Hillard remained silent. He raised his right hand and began slowly tapping his index finger against the mahogany desk. Tap. Tap. Tap. The rhythmic sound echoed through the speakers, instantly silencing the screaming executives.
He looked at Keira. Her eyes were burning with raw ambition and absolute confidence. It was a dangerous, intoxicating look.
"The West District is the crown jewel of our R&D," Hillard said slowly, his voice echoing with finality. "I cannot hand it over entirely to someone with zero corporate track record."
Keira's stomach dropped. She bit the inside of her cheek, her fingers gripping the edge of the desk so hard her knuckles turned white.
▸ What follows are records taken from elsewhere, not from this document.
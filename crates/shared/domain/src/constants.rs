//! Paths, tags and user-facing messages shared across slices.

// --- Gateway routes ---
pub const LOGIN_PATH: &str = "/login";
pub const REGISTER_PATH: &str = "/register";
pub const CUSTOMER_HOME: &str = "/dashboard";
pub const PROVIDER_HOME: &str = "/provider-dashboard";
pub const ADMIN_HOME: &str = "/admin-dashboard";

// --- Auth service ---
pub const SESSION_PATH: &str = "get-session";

// --- OpenAPI tags ---
pub const SYSTEM_TAG: &str = "System";
pub const IDENTITY_TAG: &str = "Identity";
pub const CATALOG_TAG: &str = "Catalog";
pub const ORDERING_TAG: &str = "Ordering";
pub const PROVIDER_TAG: &str = "Provider";
pub const ADMIN_TAG: &str = "Admin";

// --- Messages ---
pub const GENERIC_FAILURE: &str = "Something went wrong";
pub const AUTH_REQUIRED: &str = "Authentication required";
pub const ACCOUNT_SUSPENDED: &str = "Your account is suspended.";
//! Request extractors.
//!
//! Input rejections are answered in the gateway's reply shapes instead of axum's plain-text
//! bodies: [`JsonBody`], [`Query`] and [`Path`] fail with a [`ServiceError`], [`ActionBody`]
//! fails the server action with an [`ActionOutcome`]. All of them answer `400`.

use super::reply::{ActionOutcome, ServiceError};
use super::state::ApiState;
use axum::extract::rejection::{JsonRejection, PathRejection, QueryRejection};
use axum::extract::{FromRequest, FromRequestParts, Request};
use axum::http::request::Parts;
use fhub_domain::registry::FeatureSlice;
use tracing::{debug, error};

/// Extracts a registered feature slice from [`ApiState`].
///
/// A missing slice is a wiring fault and is answered with a 500.
#[derive(Debug, Clone)]
pub struct Slice<T>(pub T);

impl<T> FromRequestParts<ApiState> for Slice<T>
where
    T: FeatureSlice + Clone,
{
    type Rejection = ServiceError;

    async fn from_request_parts(
        _parts: &mut Parts,
        state: &ApiState,
    ) -> Result<Self, Self::Rejection> {
        state.try_get_slice::<T>().cloned().map(Slice).map_err(|e| {
            error!(error = %e, "Feature slice is not registered");
            ServiceError::internal()
        })
    }
}

fn invalid_input(rejection: &str) -> ServiceError {
    debug!(rejection, "Rejected request input");
    ServiceError::bad_request(rejection)
}

/// JSON request body.
#[derive(Debug, Clone)]
pub struct JsonBody<T>(pub T);

impl<T, S> FromRequest<S> for JsonBody<T>
where
    axum::Json<T>: FromRequest<S, Rejection = JsonRejection>,
    S: Send + Sync,
{
    type Rejection = ServiceError;

    async fn from_request(req: Request, state: &S) -> Result<Self, Self::Rejection> {
        match axum::Json::<T>::from_request(req, state).await {
            Ok(axum::Json(value)) => Ok(Self(value)),
            Err(rejection) => Err(invalid_input(&rejection.body_text())),
        }
    }
}

/// JSON body of a server action.
#[derive(Debug, Clone)]
pub struct ActionBody<T>(pub T);

impl<T, S> FromRequest<S> for ActionBody<T>
where
    axum::Json<T>: FromRequest<S, Rejection = JsonRejection>,
    S: Send + Sync,
{
    type Rejection = ActionOutcome;

    async fn from_request(req: Request, state: &S) -> Result<Self, Self::Rejection> {
        JsonBody::<T>::from_request(req, state)
            .await
            .map(|JsonBody(value)| Self(value))
            .map_err(ActionOutcome::failed)
    }
}

#[derive(Debug, Clone)]
pub struct Query<T>(pub T);

impl<T, S> FromRequestParts<S> for Query<T>
where
    axum::extract::Query<T>: FromRequestParts<S, Rejection = QueryRejection>,
    S: Send + Sync,
{
    type Rejection = ServiceError;

    async fn from_request_parts(parts: &mut Parts, state: &S) -> Result<Self, Self::Rejection> {
        match axum::extract::Query::<T>::from_request_parts(parts, state).await {
            Ok(axum::extract::Query(value)) => Ok(Self(value)),
            Err(rejection) => Err(invalid_input(&rejection.body_text())),
        }
    }
}

#[derive(Debug, Clone)]
pub struct Path<T>(pub T);

impl<T, S> FromRequestParts<S> for Path<T>
where
    axum::extract::Path<T>: FromRequestParts<S, Rejection = PathRejection>,
    S: Send + Sync,
{
    type Rejection = ServiceError;

    async fn from_request_parts(parts: &mut Parts, state: &S) -> Result<Self, Self::Rejection> {
        match axum::extract::Path::<T>::from_request_parts(parts, state).await {
            Ok(axum::extract::Path(value)) => Ok(Self(value)),
            Err(rejection) => Err(invalid_input(&rejection.body_text())),
        }
    }
}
"However," Hillard continued, a dark smirk playing on his lips, "I will split the West District project. Keira and Daryl will each take control of separate portfolios. An internal competition."
Daryl looked like he wanted to vomit, but he didn't dare argue with Hillard's absolute decree. He gritted his teeth and nodded stiffly.
Keira lowered her head slightly, allowing her hair to hide the cold, victorious smile spreading across her face. The prey had stepped right into the bear trap.
She took a step back from the desk, looked at Daryl's furious face on the screen, and gave him a slow, mocking salute. The war had officially begun.